Demodulation section, the control letter that the modulated signal received according to above-mentioned acceptance division will comprise the information representing above-mentioned transmit power Breath decoding, according to the information of the above-mentioned transmit power of decoded expression, in the modulated signal that above-mentioned acceptance division is received with Modulated signal and the modulated signal sent with above-mentioned MISO or MIMO that above-mentioned SISO sends demodulate respectively.

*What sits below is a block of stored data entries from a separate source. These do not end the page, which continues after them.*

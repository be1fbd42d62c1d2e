// SPDX-FileCopyrightText: 2026 Wuzzy Contributors
// SPDX-License-Identifier: MIT OR Apache-2.0

//! Consent-gated analytics session lifecycle.
//!
//! Consent and wallet consent are loaded once by [`SessionManager::initialize`]
//! and afterwards only change through the explicit accept/decline methods. A
//! session id is acquired lazily, either from the store or from
//! `GET /session/init`, and never while consent is anything but accepted.
//!
//! Failures are soft: a failed session request leaves the manager without a
//! session, so [`SessionManager::client_id`] returns `None` and the next
//! [`SessionManager::ensure_client_id`] call tries again.

use std::sync::{Arc, Mutex, MutexGuard, PoisonError};

use async_trait::async_trait;
use tracing::{debug, info, warn};
use wuzzy_core::{
    AnalyticsError, AnalyticsTransport, Clock, ConsentStatus, SessionInitError,
    SessionInitRequest, SessionRenewal, WalletConsentStatus,
};
use wuzzy_storage::StateStore;

use crate::identity::{fallback_session_id, wallet_from_client_id, ClientIdentity};

#[derive(Debug)]
struct SessionState {
    initialized: bool,
    consent: ConsentStatus,
    wallet_consent: WalletConsentStatus,
    /// Set once consent is answered in this process; `initialize` then
    /// keeps the in-memory answer instead of reloading it.
    consent_decided: bool,
    wallet_consent_decided: bool,
    session_id: Option<String>,
    wallet_address: Option<String>,
}

impl SessionState {
    /// The wallet to attach to the identity, if tracking it is allowed.
    fn consented_wallet(&self) -> Option<&str> {
        if self.consent.is_accepted() && self.wallet_consent == WalletConsentStatus::Accepted {
            self.wallet_address.as_deref().filter(|w| !w.is_empty())
        } else {
            None
        }
    }
}

/// Owns consent, the analytics session, and the wallet association.
pub struct SessionManager {
    store: StateStore,
    transport: Option<Arc<dyn AnalyticsTransport>>,
    identity: ClientIdentity,
    clock: Arc<dyn Clock>,
    state: Mutex<SessionState>,
    /// Serializes session creation so concurrent callers share one request.
    establish: tokio::sync::Mutex<()>,
}

impl SessionManager {
    /// `transport` is `None` when no analytics endpoint is configured; sessions
    /// are then local fallback ids.
    pub fn new(
        store: StateStore,
        transport: Option<Arc<dyn AnalyticsTransport>>,
        identity: ClientIdentity,
        clock: Arc<dyn Clock>,
    ) -> Self {
        Self {
            store,
            transport,
            identity,
            clock,
            state: Mutex::new(SessionState {
                initialized: false,
                consent: ConsentStatus::Pending,
                wallet_consent: WalletConsentStatus::Pending,
                consent_decided: false,
                wallet_consent_decided: false,
                session_id: None,
                wallet_address: None,
            }),
            establish: tokio::sync::Mutex::new(()),
        }
    }

    fn lock(&self) -> MutexGuard<'_, SessionState> {
        self.state.lock().unwrap_or_else(PoisonError::into_inner)
    }

    /// Loads persisted consent and, if accepted, establishes a session.
    ///
    /// Only the first call does anything. Never fails: session errors are
    /// logged and leave the manager without a session.
    pub async fn initialize(&self) {
        let consent = {
            let mut state = self.lock();
            if state.initialized {
                return;
            }
            state.initialized = true;
            if !state.consent_decided {
                state.consent = self.store.load_consent();
            }
            if !state.wallet_consent_decided {
                state.wallet_consent = self.store.load_wallet_consent();
            }
            state.consent
        };
        debug!(%consent, "analytics consent loaded");

        if consent.is_accepted()
            && let Err(e) = self.ensure_session().await
        {
            warn!(error = %e, "analytics session unavailable, continuing without one");
        }
    }

    pub fn is_initialized(&self) -> bool {
        self.lock().initialized
    }

    pub fn consent_status(&self) -> ConsentStatus {
        self.lock().consent
    }

    pub fn has_consent(&self) -> bool {
        self.consent_status().is_accepted()
    }

    /// True while the user has not yet answered the consent prompt.
    pub fn needs_consent(&self) -> bool {
        self.consent_status() == ConsentStatus::Pending
    }

    pub fn session_id(&self) -> Option<String> {
        self.lock().session_id.clone()
    }

    /// Records acceptance and establishes a session if there is none.
    pub async fn accept_consent(&self) {
        {
            let mut state = self.lock();
            state.consent = ConsentStatus::Accepted;
            state.consent_decided = true;
        }
        if let Err(e) = self.store.save_consent(ConsentStatus::Accepted) {
            warn!(error = %e, "failed to persist analytics consent");
        }
        info!("analytics consent accepted");

        if let Err(e) = self.ensure_session().await {
            warn!(error = %e, "analytics session unavailable after consent");
        }
    }

    /// Records refusal, declines wallet tracking, and drops the session.
    pub fn decline_consent(&self) {
        {
            let mut state = self.lock();
            state.consent = ConsentStatus::Declined;
            state.wallet_consent = WalletConsentStatus::Declined;
            state.consent_decided = true;
            state.wallet_consent_decided = true;
            state.session_id = None;
        }
        if let Err(e) = self.store.save_consent(ConsentStatus::Declined) {
            warn!(error = %e, "failed to persist analytics consent");
        }
        if let Err(e) = self.store.save_wallet_consent(WalletConsentStatus::Declined) {
            warn!(error = %e, "failed to persist wallet consent");
        }
        if let Err(e) = self.store.clear_session_id() {
            warn!(error = %e, "failed to clear stored session id");
        }
        info!("analytics consent declined");
    }

    /// Forgets the session and the consent answer; consent returns to pending.
    pub fn clear_session(&self) {
        {
            let mut state = self.lock();
            state.session_id = None;
            state.consent = ConsentStatus::Pending;
            state.consent_decided = true;
        }
        if let Err(e) = self
            .store
            .clear_session_id()
            .and_then(|()| self.store.clear_consent())
        {
            warn!(error = %e, "failed to clear stored session");
        }
    }

    /// The client identity, or `None` without consent or a session.
    pub fn client_id(&self) -> Option<String> {
        let state = self.lock();
        if !state.consent.is_accepted() {
            return None;
        }
        let session_id = state.session_id.as_deref()?;
        Some(self.identity.client_id(session_id, state.consented_wallet()))
    }

    /// The client identity, acquiring a session first if needed.
    pub async fn ensure_client_id(&self) -> Result<String, AnalyticsError> {
        self.ensure_session().await?;
        self.client_id().ok_or(AnalyticsError::ConsentRequired)
    }

    async fn ensure_session(&self) -> Result<String, AnalyticsError> {
        if !self.has_consent() {
            return Err(AnalyticsError::ConsentRequired);
        }
        let _guard = self.establish.lock().await;
        if let Some(session_id) = self.session_id() {
            return Ok(session_id);
        }

        let session_id = match self.store.load_session_id() {
            Some(stored) => {
                debug!(session_id = %stored, "reusing stored analytics session");
                stored
            }
            None => self.request_session().await?,
        };
        self.adopt_session(session_id)
    }

    /// Installs `session_id` unless consent was withdrawn while it was fetched.
    fn adopt_session(&self, session_id: String) -> Result<String, AnalyticsError> {
        let mut state = self.lock();
        if !state.consent.is_accepted() {
            return Err(AnalyticsError::ConsentRequired);
        }
        state.session_id = Some(session_id.clone());
        Ok(session_id)
    }

    async fn request_session(&self) -> Result<String, AnalyticsError> {
        let Some(transport) = &self.transport else {
            let session_id = fallback_session_id(self.clock.now_millis());
            warn!(session_id = %session_id, "analytics API not configured, using fallback session");
            self.persist_session_id(&session_id);
            return Ok(session_id);
        };

        let request = SessionInitRequest {
            client_name: self.identity.name.clone(),
            client_version: self.identity.version.clone(),
            wallet_address: self.lock().consented_wallet().map(str::to_owned),
        };
        match transport.init_session(&request).await {
            Ok(response) => {
                info!(session_id = %response.session_id, "analytics session initialized");
                self.persist_session_id(&response.session_id);
                Ok(response.session_id)
            }
            Err(e) => {
                match &e {
                    SessionInitError::RateLimited { retry_after } => warn!(
                        retry_after_secs = retry_after.map(|d| d.as_secs()),
                        "analytics session init rate limited"
                    ),
                    other => warn!(error = %other, "analytics session init failed"),
                }
                Err(e.into())
            }
        }
    }

    fn persist_session_id(&self, session_id: &str) {
        if let Err(e) = self.store.save_session_id(session_id) {
            warn!(error = %e, "failed to persist analytics session id");
        }
    }

    /// Associates `wallet_address` with the current session. Best effort.
    pub async fn update_session_with_wallet(&self, wallet_address: &str) {
        let Some(transport) = &self.transport else {
            debug!("analytics API not configured, skipping wallet association");
            return;
        };
        let Some(session_id) = self.session_id() else {
            debug!("no analytics session, skipping wallet association");
            return;
        };
        match transport.update_session(&session_id, wallet_address).await {
            Ok(()) => info!(session_id = %session_id, "wallet associated with analytics session"),
            Err(e) => warn!(error = %e, "failed to associate wallet with analytics session"),
        }
    }

    // --- wallet ---

    /// Records the connected wallet. It only reaches the identity once wallet
    /// consent is accepted.
    pub fn connect_wallet(&self, wallet_address: &str) {
        self.lock().wallet_address = Some(wallet_address.to_string()).filter(|w| !w.is_empty());
    }

    pub fn disconnect_wallet(&self) {
        self.lock().wallet_address = None;
    }

    pub fn wallet_address(&self) -> Option<String> {
        self.lock().wallet_address.clone()
    }

    pub fn wallet_consent_status(&self) -> WalletConsentStatus {
        self.lock().wallet_consent
    }

    /// Opts in to wallet tracking for `wallet_address`.
    ///
    /// Requires accepted general consent. On success the wallet is attached
    /// to the current session on the server.
    pub async fn accept_wallet_consent(&self, wallet_address: &str) -> Result<(), AnalyticsError> {
        if !self.has_consent() {
            warn!("cannot accept wallet consent without analytics consent");
            return Err(AnalyticsError::ConsentRequired);
        }
        if wallet_address.is_empty() {
            warn!("cannot accept wallet consent without a wallet address");
            return Err(AnalyticsError::WalletRequired);
        }
        {
            let mut state = self.lock();
            state.wallet_address = Some(wallet_address.to_string());
            state.wallet_consent = WalletConsentStatus::Accepted;
            state.wallet_consent_decided = true;
        }
        self.store.save_wallet_consent(WalletConsentStatus::Accepted)?;
        info!("wallet analytics consent accepted");

        self.update_session_with_wallet(wallet_address).await;
        Ok(())
    }

    pub fn decline_wallet_consent(&self) {
        {
            let mut state = self.lock();
            state.wallet_consent = WalletConsentStatus::Declined;
            state.wallet_consent_decided = true;
        }
        if let Err(e) = self.store.save_wallet_consent(WalletConsentStatus::Declined) {
            warn!(error = %e, "failed to persist wallet consent");
        }
    }

    /// Forgets the wallet consent answer; it returns to pending.
    pub fn clear_wallet_consent(&self) {
        {
            let mut state = self.lock();
            state.wallet_consent = WalletConsentStatus::Pending;
            state.wallet_consent_decided = true;
        }
        if let Err(e) = self.store.clear_wallet_consent() {
            warn!(error = %e, "failed to clear wallet consent");
        }
    }

    /// Whether to prompt for wallet consent: analytics accepted, a wallet
    /// connected, and no answer yet.
    pub fn needs_wallet_consent(&self, wallet_address: Option<&str>) -> bool {
        let state = self.lock();
        state.consent.is_accepted()
            && wallet_address.is_some_and(|w| !w.is_empty())
            && state.wallet_consent == WalletConsentStatus::Pending
    }

    pub fn has_wallet_consent(&self, wallet_address: Option<&str>) -> bool {
        let state = self.lock();
        state.consent.is_accepted()
            && wallet_address.is_some_and(|w| !w.is_empty())
            && state.wallet_consent == WalletConsentStatus::Accepted
    }
}

#[async_trait]
impl SessionRenewal for SessionManager {
    async fn renew_session(
        &self,
        previous_client_id: Option<&str>,
    ) -> Result<String, AnalyticsError> {
        if !self.has_consent() {
            return Err(AnalyticsError::ConsentRequired);
        }
        let previous_wallet = previous_client_id
            .and_then(wallet_from_client_id)
            .map(str::to_owned);

        {
            let _guard = self.establish.lock().await;
            let expired = self.lock().session_id.take();
            debug!(expired = ?expired, "renewing analytics session");
            if let Err(e) = self.store.clear_session_id() {
                warn!(error = %e, "failed to clear expired session id");
            }
            let session_id = self.request_session().await?;
            self.adopt_session(session_id)?;
        }

        if let Some(wallet) = previous_wallet {
            self.update_session_with_wallet(&wallet).await;
        }
        self.client_id().ok_or(AnalyticsError::ConsentRequired)
    }
}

9. a method of reseptance, it is characterised in that including:

Receiving step, from having at MISO i.e. multiple input single output or MIMO i.e. multiple-input and multiple-output and SISO i.e. single input list The dispensing device of the function of the lower communication of output, receives modulated signal in the signal sent, that use the 1st polarization polarity to send With the modulated signal using the 2nd polarization polarity to send, wherein this dispensing device is in above-mentioned MISO or MIMO, uses the above-mentioned 1st Polarization polarity with above-mentioned 2nd polarization polarity send modulated signal, in above-mentioned SISO, use respectively above-mentioned 1st polarization polarity with Above-mentioned 2nd polarization polarity, sends the identical modulated signal of same frequency, in above-mentioned SISO so that use above-mentioned 1st polarization pole Property the transmit power of modulated signal that sends and the transmit power of modulated signal using above-mentioned 2nd polarization polarity to send, respectively Transmit power and above-mentioned 2nd pole of use with the modulated signal using above-mentioned 1st polarization polarity to send in above-mentioned MISO or MIMO The transmit power changing the modulated signal that polarity sends is identical, and in above-mentioned MISO or MIMO, will use above-mentioned 1st polarization pole Property the transmit power of modulated signal that sends, be set to the transmission merit of the modulated signal that above-mentioned 2nd polarization polarity sends than using Rate is high, and this dispensing device also generates the control information comprising the information representing above-mentioned transmit power and is transmitted；And

Demodulation step, will comprise the control of the information representing above-mentioned transmit power according to the modulated signal that above-mentioned receiving step receives Information processed decodes, according to the information of the above-mentioned transmit power of decoded expression, the modulated signal received by above-mentioned receiving step In the modulated signal sent with above-mentioned SISO and with above-mentioned MISO or MIMO send modulated signal demodulate respectively.